Independent Active Directory with Delinea privilege service

In this model, we're able to remove the VPN completely by leveraging the Delinea Privilege Service. I won't go into the benefits of the Privilege Service here; there's a lot of other content on that. Suffice to say, this model enables VPN-less access to the EC2 instances and MFA for additional identity assurance with the option to vault passwords. The Delinea  Connector in AWS acts as a bastion host and establishes a persistent outbound mutually-authenticated connection to the Delinea Identity Platform in the cloud, avoiding the need to configure any additional inbound ports to the VPC or into the enterprise.

This model also supports a common scenario of giving administrators “dash-a” accounts for privileged activity (also promoted by Microsoft in their “Red Forest” design.) So, IT can log in to the Privilege Service portal using their individual (fully-accountable) Active Directory credentials via the on-premise Delinea Connector and then use the Privilege Service to open a secure remote VPN-less session to the EC2 instance using the vaulted password of the user’s dash-a account. The dash-a account password is not revealed and is rotated automatically after use. Since the dash-a account is tied to a unique user, there’s host-level control over privilege and full accountability.
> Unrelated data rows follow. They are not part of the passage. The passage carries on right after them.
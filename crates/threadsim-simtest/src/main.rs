//! ThreadSim Headless Validation Harness
//!
//! Exercises the scheduling engine end to end without a UI: seeds the
//! demo workload, sweeps the engine's invariants, and prints a
//! pass/fail summary.
//!
//! Usage:
//!   cargo run -p threadsim-simtest
//!   cargo run -p threadsim-simtest -- --verbose
//!   cargo run -p threadsim-simtest -- --json

use std::sync::Arc;

use threadsim_core::export::{read_csv, write_csv};
use threadsim_core::prelude::*;

// ── Test harness ────────────────────────────────────────────────────────

struct TestResult {
    name: String,
    passed: bool,
    detail: String,
}

fn check(name: &str, passed: bool, detail: String) -> TestResult {
    TestResult {
        name: name.into(),
        passed,
        detail,
    }
}

fn main() {
    let verbose = std::env::args().any(|a| a == "--verbose");
    let json = std::env::args().any(|a| a == "--json");
    println!("=== ThreadSim Simulation Harness ===\n");

    let mut results = Vec::new();

    // 1. Creation invariants
    results.extend(validate_creation(verbose));

    // 2. CPU-share bounds and proportionality
    results.extend(validate_shares(verbose));

    // 3. Next-thread selection order
    results.extend(validate_selection(verbose));

    // 4. Tick loop and completion detection
    results.extend(validate_tick_loop(verbose));

    // 5. Bulk operation filters
    results.extend(validate_bulk_ops(verbose));

    // 6. CSV export round-trip
    results.extend(validate_csv_roundtrip(verbose));

    // 7. Demo scenario sweep
    let final_stats = run_demo_scenario(verbose, &mut results);

    // ── Summary ──
    println!();
    let passed = results.iter().filter(|r| r.passed).count();
    let failed = results.iter().filter(|r| !r.passed).count();
    let total = results.len();

    for r in &results {
        let icon = if r.passed { "✓" } else { "✗" };
        if !r.passed || verbose {
            println!("  {} {}: {}", icon, r.name, r.detail);
        }
    }

    println!(
        "\n=== RESULT: {}/{} passed, {} failed ===",
        passed, total, failed
    );

    if json {
        match serde_json::to_string_pretty(&final_stats) {
            Ok(dump) => println!("\n{}", dump),
            Err(e) => eprintln!("stats serialization failed: {}", e),
        }
    }

    if failed > 0 {
        std::process::exit(1);
    }
}

// ── Scenario helpers ────────────────────────────────────────────────────

fn named(name: &str, priority: ThreadPriority, burst_ms: u64) -> ThreadSpec {
    ThreadSpec {
        name: Some(name.into()),
        priority,
        burst_ms: Some(burst_ms),
        ..Default::default()
    }
}

/// The classic demo workload.
fn demo_registry(seed: u64) -> Arc<ThreadRegistry> {
    let registry = Arc::new(ThreadRegistry::seeded(seed));
    registry.create(named("MainProcess", ThreadPriority::High, 15_000));
    registry.create(named("BackgroundTask", ThreadPriority::Low, 20_000));
    registry.create(named("IOHandler", ThreadPriority::Medium, 12_000));
    registry.create(named("CriticalService", ThreadPriority::Critical, 8_000));
    registry
}

fn headless_driver(registry: Arc<ThreadRegistry>, seed: u64) -> SimulationDriver {
    let mut driver = SimulationDriver::seeded(registry, seed);
    driver.set_pace(None);
    driver
}

// ── 1. Creation invariants ──────────────────────────────────────────────

fn validate_creation(verbose: bool) -> Vec<TestResult> {
    println!("--- Creation Invariants ---");
    let mut results = Vec::new();

    let registry = ThreadRegistry::seeded(11);
    let defaulted = registry.create(ThreadSpec::default());
    let zero_burst = registry.create(ThreadSpec {
        burst_ms: Some(0),
        ..Default::default()
    });
    let threads = registry.list();

    results.push(check(
        "create_starts_running",
        threads.iter().all(|t| t.state == ThreadState::Running),
        format!("{} threads created, all RUNNING", threads.len()),
    ));

    results.push(check(
        "create_zero_execution",
        threads.iter().all(|t| t.execution_ms == 0),
        "execution starts at 0 ms".into(),
    ));

    results.push(check(
        "burst_always_positive",
        threads.iter().all(|t| t.burst_ms > 0),
        format!(
            "bursts: {:?} (zero caller value replaced by random draw)",
            threads.iter().map(|t| t.burst_ms).collect::<Vec<_>>()
        ),
    ));

    results.push(check(
        "memory_draw_in_range",
        threads.iter().all(|t| t.memory_mb >= 50.0 && t.memory_mb <= 200.0),
        "memory draws within [50, 200] MB".into(),
    ));

    results.push(check(
        "ids_sequential",
        defaulted == 1 && zero_burst == 2,
        format!("ids assigned: {}, {}", defaulted, zero_burst),
    ));

    results.push(check(
        "delete_unknown_is_noop",
        !registry.delete(999) && registry.len() == 2,
        "delete(999) returned false, registry size unchanged".into(),
    ));

    if verbose {
        println!("  created {:?}", threads.iter().map(|t| &t.name).collect::<Vec<_>>());
    }
    results
}

// ── 2. CPU shares ───────────────────────────────────────────────────────

fn validate_shares(_verbose: bool) -> Vec<TestResult> {
    println!("--- CPU Shares ---");
    let mut results = Vec::new();

    let registry = demo_registry(22);
    let driver = headless_driver(registry.clone(), 22);
    driver.tick();
    let threads = registry.list();

    results.push(check(
        "shares_within_bounds",
        threads.iter().all(|t| (0.0..=100.0).contains(&t.cpu_usage)),
        format!(
            "shares after one tick: {:?}",
            threads.iter().map(|t| format!("{:.1}", t.cpu_usage)).collect::<Vec<_>>()
        ),
    ));

    let policy = PriorityScheduling;
    let base_critical = policy.base_share(&threads[3], &threads);
    let base_low = policy.base_share(&threads[1], &threads);
    results.push(check(
        "base_share_proportional",
        (base_critical - 40.0).abs() < 1e-9 && (base_low - 10.0).abs() < 1e-9,
        format!(
            "total weight 10: CRITICAL base {:.1}, LOW base {:.1}",
            base_critical, base_low
        ),
    ));

    let paused = {
        let registry = demo_registry(23);
        registry.pause_all();
        let driver = headless_driver(registry.clone(), 23);
        driver.tick();
        registry.list()
    };
    results.push(check(
        "no_share_without_runnables",
        paused.iter().all(|t| t.cpu_usage == 0.0),
        "all paused: every share is zero".into(),
    ));

    results
}

// ── 3. Next-thread selection ────────────────────────────────────────────

fn validate_selection(_verbose: bool) -> Vec<TestResult> {
    println!("--- Next-Thread Selection ---");
    let mut results = Vec::new();

    let registry = demo_registry(33);
    let driver = headless_driver(registry.clone(), 33);

    let first = driver.next_thread().map(|t| t.name);
    results.push(check(
        "critical_beats_high",
        first.as_deref() == Some("CriticalService"),
        format!("next thread: {:?}", first),
    ));

    // Drain CriticalService (8 s); HIGH is next in line.
    driver.run_loop(8);
    let second = driver.next_thread().map(|t| t.name);
    results.push(check(
        "high_after_critical_completes",
        second.as_deref() == Some("MainProcess"),
        format!("next thread after 8 ticks: {:?}", second),
    ));

    registry.stop_all();
    results.push(check(
        "no_next_when_nothing_runs",
        driver.next_thread().is_none(),
        "stop_all leaves no runnable thread".into(),
    ));

    results
}

// ── 4. Tick loop ────────────────────────────────────────────────────────

fn validate_tick_loop(_verbose: bool) -> Vec<TestResult> {
    println!("--- Tick Loop ---");
    let mut results = Vec::new();

    let registry = Arc::new(ThreadRegistry::seeded(44));
    registry.create(named("short", ThreadPriority::Medium, 2_000));
    let driver = headless_driver(registry.clone(), 44);

    driver.tick();
    let mid = registry.list()[0].clone();
    driver.tick();
    let done = registry.list()[0].clone();

    results.push(check(
        "completes_on_burst",
        mid.state == ThreadState::Running
            && done.state == ThreadState::Completed
            && done.cpu_usage == 0.0
            && done.execution_ms == 2_000,
        format!(
            "after tick 1: {} ({} ms); after tick 2: {} ({} ms)",
            mid.state, mid.execution_ms, done.state, done.execution_ms
        ),
    ));

    driver.tick();
    results.push(check(
        "completed_is_inert_to_ticks",
        registry.list()[0].execution_ms == 2_000,
        "extra tick left the completed thread untouched".into(),
    ));

    results.push(check(
        "loop_flag_cleared",
        !driver.is_running(),
        "driver reports not running outside the loop".into(),
    ));

    results
}

// ── 5. Bulk operations ──────────────────────────────────────────────────

fn validate_bulk_ops(_verbose: bool) -> Vec<TestResult> {
    println!("--- Bulk Operations ---");
    let mut results = Vec::new();

    let registry = demo_registry(55);
    registry.set_state(4, ThreadState::Completed);

    registry.pause_all();
    let after_pause: Vec<ThreadState> = registry.list().iter().map(|t| t.state).collect();
    registry.pause_all();
    let after_second: Vec<ThreadState> = registry.list().iter().map(|t| t.state).collect();
    results.push(check(
        "pause_all_idempotent",
        after_pause == after_second,
        "two pause_all calls converge to the same state set".into(),
    ));

    registry.resume_all();
    let stats = registry.stats();
    results.push(check(
        "resume_all_skips_completed",
        stats.running == 3 && stats.completed == 1,
        format!("{} running, {} completed after resume_all", stats.running, stats.completed),
    ));

    registry.stop_all();
    let stats = registry.stats();
    results.push(check(
        "stop_all_preserves_completed",
        stats.stopped == 3 && stats.completed == 1,
        format!("{} stopped, {} still completed", stats.stopped, stats.completed),
    ));

    results
}

// ── 6. CSV round-trip ───────────────────────────────────────────────────

fn validate_csv_roundtrip(verbose: bool) -> Vec<TestResult> {
    println!("--- CSV Export ---");
    let mut results = Vec::new();

    let registry = demo_registry(66);
    let driver = headless_driver(registry.clone(), 66);
    driver.run_loop(6);

    let snapshot = registry.list();
    let mut out = Vec::new();
    if let Err(e) = write_csv(&snapshot, &mut out) {
        results.push(check("csv_write", false, format!("export failed: {}", e)));
        return results;
    }

    match read_csv(&out[..]) {
        Ok(records) => {
            let matches = records.len() == snapshot.len()
                && records.iter().zip(&snapshot).all(|(r, t)| {
                    r.id == t.id && r.execution_ms == t.execution_ms && r.burst_ms == t.burst_ms
                });
            results.push(check(
                "csv_roundtrip",
                matches,
                format!("{} rows round-tripped", records.len()),
            ));
        }
        Err(e) => {
            results.push(check("csv_roundtrip", false, format!("re-parse failed: {}", e)));
        }
    }

    if verbose {
        print!("{}", String::from_utf8_lossy(&out));
    }
    results
}

// ── 7. Demo scenario ────────────────────────────────────────────────────

fn run_demo_scenario(verbose: bool, results: &mut Vec<TestResult>) -> SystemStats {
    println!("--- Demo Scenario (5 ticks) ---");

    let registry = demo_registry(77);
    let driver = headless_driver(registry.clone(), 77);

    println!("  algorithm: {}", driver.policy().name());
    println!("  {}", driver.policy().description());
    println!("  quantum: {} ms", driver.quantum().as_millis());
    if let Some(next) = driver.next_thread() {
        println!("  next thread: {} ({})", next.name, next.priority);
    }

    for step in 1..=5 {
        driver.tick();
        if verbose {
            println!("\n  step {}:", step);
            print_thread_table(&registry.list());
        }
    }

    let stats = registry.stats();
    results.push(check(
        "demo_all_advancing",
        registry.list().iter().all(|t| t.execution_ms == 5_000),
        format!(
            "5 ticks advanced every thread to 5000 ms ({} running)",
            stats.running
        ),
    ));

    if !verbose {
        print_thread_table(&registry.list());
    }
    println!(
        "\n  totals: {} threads, {} running, {} completed, {:.1}% CPU, {:.0} MB",
        stats.total, stats.running, stats.completed, stats.total_cpu, stats.total_memory_mb
    );

    stats
}

/// Plain-text thread table, one row per registry entry.
fn print_thread_table(threads: &[SimThread]) {
    println!(
        "  {:<4} {:<16} {:<10} {:<9} {:>7} {:>9} {:>10} {:>10} {:>8}",
        "ID", "Name", "State", "Priority", "CPU %", "Mem (MB)", "Exec (ms)", "Burst (ms)", "Prog %"
    );
    for t in threads {
        println!(
            "  {:<4} {:<16} {:<10} {:<9} {:>7.1} {:>9.1} {:>10} {:>10} {:>8.1}",
            t.id,
            t.name,
            t.state.to_string(),
            t.priority.to_string(),
            t.cpu_usage,
            t.memory_mb,
            t.execution_ms,
            t.burst_ms,
            t.progress_percent()
        );
    }
}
Full Identity Broker model

This is the nirvana state where we eliminate both the VPN and Active Directory infrastructure completely within the VPC. It represents the most efficient and risk-averse configuration. A user, logged into the Privilege Service portal (using individual credentials), can remotely log in to an EC2 Linux instance using either their individual account or a vaulted dash-a privileged account. You now have the freedom to authenticate EC2 Linux users against any user repository (e.g., Active Directory, LDAP, and cloud directories including Google G-Suite Directory). Identity Broker authenticates transparently, so the EC2 instances don’t have to be directly connected to sources of identity. No instances require public IP addresses since all SSH/RFP connections are proxied through the Delinea Connector, which also records all privileged session activity.

You have lots of options to consider. Hopefully, this has provided a little clarity on the common issues and considerations.